Sunday, January 22, 2006

Fool

I have been such a fool. A fool to believe that Mr. Man ever cared. My mom is in the hospital right now. She's okay but she has to stay over night. When I came home tired and stressed from sitting with her all afternoon I was sad and I was vulnerable. And I was stupid enough to think that Mr. Man had meant it when he said that we would be friends. I called him because I wanted someone to talk to. I needed someone who'd care. He was kind enough to answer the phone but then he blew me off. It was stupid of me to think that he would be forgiving enough to be there. To listen. To be compassionate. I believed all of his lies all of his deceptions and now I'm left feeling like a fool. I trusted him and he let me down. I was accommodating when he decided to withdraw himself from our relationship. I was trying to be understanding and kind and when I need him to have a 10 minute conversation to tell me that things would be okay he wussed out and left me hanging. I have respected and admired him up until this point in time, but now I am done. I would rather be utterly alone than have some one in my life who is two faced with me.

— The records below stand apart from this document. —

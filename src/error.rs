//! Error types for photo-merge

use std::path::PathBuf;
use thiserror::Error;

/// Result type alias for photo-merge operations
pub type Result<T> = std::result::Result<T, Error>;

/// Main error type for photo-merge
#[derive(Error, Debug)]
pub enum Error {
    #[error("IO error: {0}")]
    Io(#[from] std::io::Error),

    #[error("Index snapshot {path} is corrupt: {message}")]
    CorruptIndex { path: PathBuf, message: String },

    #[error("Failed to transfer {from} to {to}: {source}")]
    Transfer {
        from: PathBuf,
        to: PathBuf,
        source: std::io::Error,
    },

    #[error("File hash computation failed for {path}: {message}")]
    HashComputation { path: PathBuf, message: String },

    #[error("Failed to read EXIF data from {path}: {message}")]
    ExifRead { path: PathBuf, message: String },

    #[error("Failed to extract video metadata from {path}: {message}")]
    VideoMetadata { path: PathBuf, message: String },

    #[error("FFprobe not found. Please install FFmpeg and ensure ffprobe is in PATH")]
    FfprobeNotFound,

    #[error("Index snapshot error: {0}")]
    Snapshot(String),

    #[error("Configuration error: {0}")]
    Config(String),

    #[error("Serialization error: {0}")]
    Serialization(#[from] serde_json::Error),

    #[error("Directory traversal error: {0}")]
    WalkDir(#[from] walkdir::Error),
}

impl Error {
    /// Whether this error must stop the whole run rather than a single file
    pub fn is_fatal(&self) -> bool {
        matches!(
            self,
            Error::CorruptIndex { .. } | Error::Transfer { .. } | Error::Snapshot(_) | Error::Config(_)
        )
    }
}
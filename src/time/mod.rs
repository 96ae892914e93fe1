//! Capture time resolution
//!
//! A file's capture time is resolved in three steps:
//! 1. Embedded creation metadata (EXIF for images, FFprobe for videos)
//! 2. File system inode change time
//! 3. The "unknown" sentinel
//!
//! Failures in one step are never surfaced; they fall through to the next.

pub mod exif;
pub mod key;
pub mod video;

pub use key::{TimestampKey, UNKNOWN_KEY};

use chrono::{DateTime, Local, NaiveDateTime};
use std::fs;
use std::path::Path;
use tracing::debug;

/// Extensions read with the EXIF parser
const EXIF_EXTENSIONS: &[&str] = &["jpg", "jpeg", "heic", "heif", "tif", "tiff", "png", "webp"];

/// Extensions read with FFprobe
const VIDEO_EXTENSIONS: &[&str] = &["mov", "mp4", "mts", "m2ts", "m4v", "3gp", "avi"];

/// Outcome of a capture time lookup
#[derive(Debug, Clone, Copy, PartialEq, Eq)]
pub enum TimestampLookup {
    /// Found in the file's embedded creation metadata
    Embedded(NaiveDateTime),
    /// Taken from the file system as a fallback
    FileSystem(NaiveDateTime),
    /// Nothing usable was found
    Unknown,
}

impl TimestampLookup {
    /// The index key for this outcome
    pub fn key(&self) -> TimestampKey {
        match self {
            TimestampLookup::Embedded(dt) | TimestampLookup::FileSystem(dt) => {
                TimestampKey::from_datetime(dt)
            }
            TimestampLookup::Unknown => TimestampKey::unknown(),
        }
    }

    pub fn source_name(&self) -> &'static str {
        match self {
            TimestampLookup::Embedded(_) => "embedded",
            TimestampLookup::FileSystem(_) => "filesystem",
            TimestampLookup::Unknown => "unknown",
        }
    }
}

/// Resolves the capture time of a file
pub trait TimestampExtractor {
    fn lookup(&self, path: &Path) -> TimestampLookup;
}

/// Default extractor: EXIF / FFprobe, then inode change time, then unknown
#[derive(Debug, Clone, Copy, Default)]
pub struct MediaTimestampExtractor;

impl MediaTimestampExtractor {
    pub fn new() -> Self {
        Self
    }

    fn embedded(&self, path: &Path) -> Option<NaiveDateTime> {
        let ext = path
            .extension()
            .and_then(|e| e.to_str())
            .map(|e| e.to_lowercase())?;

        if EXIF_EXTENSIONS.contains(&ext.as_str()) {
            match exif::extract_exif_time(path) {
                Ok(dt) => return Some(dt),
                Err(e) => debug!(?path, error = %e, "No EXIF capture time"),
            }
        } else if VIDEO_EXTENSIONS.contains(&ext.as_str()) {
            match video::extract_video_time(path) {
                Ok(dt) => return Some(dt),
                Err(e) => debug!(?path, error = %e, "No video creation time"),
            }
        }

        None
    }
}

impl TimestampExtractor for MediaTimestampExtractor {
    fn lookup(&self, path: &Path) -> TimestampLookup {
        if let Some(dt) = self.embedded(path) {
            return TimestampLookup::Embedded(dt);
        }

        match change_time(path) {
            Some(dt) => {
                debug!(?path, "Using file system change time as fallback");
                TimestampLookup::FileSystem(dt)
            }
            None => {
                debug!(?path, "No usable timestamp, filing under unknown");
                TimestampLookup::Unknown
            }
        }
    }
}

/// Inode change time in local time (modification time where ctime is unavailable)
fn change_time(path: &Path) -> Option<NaiveDateTime> {
    let metadata = fs::metadata(path).ok()?;

    #[cfg(unix)]
    {
        use std::os::unix::fs::MetadataExt;
        let dt = DateTime::from_timestamp(metadata.ctime(), metadata.ctime_nsec() as u32)?;
        Some(dt.with_timezone(&Local).naive_local())
    }

    #[cfg(not(unix))]
    {
        let modified = metadata.modified().ok()?;
        let dt: DateTime<Local> = modified.into();
        Some(dt.naive_local())
    }
}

If I'm wrong than I'm sorry but I have given him all the chances that I'm willing to give at this point. I won't be rude to him but I have no more warmth for him. If he ever wants to start a friendship acquaintance or anything at this point he's going to have to do some serious ass kissing. I'm a pretty forgiving person, but even I can take only so much crap before I start to get pist off. Mr. Man was lucky to ever get the attention of a girl like me and he blew it. He has no idea what he just lost. He's a fool.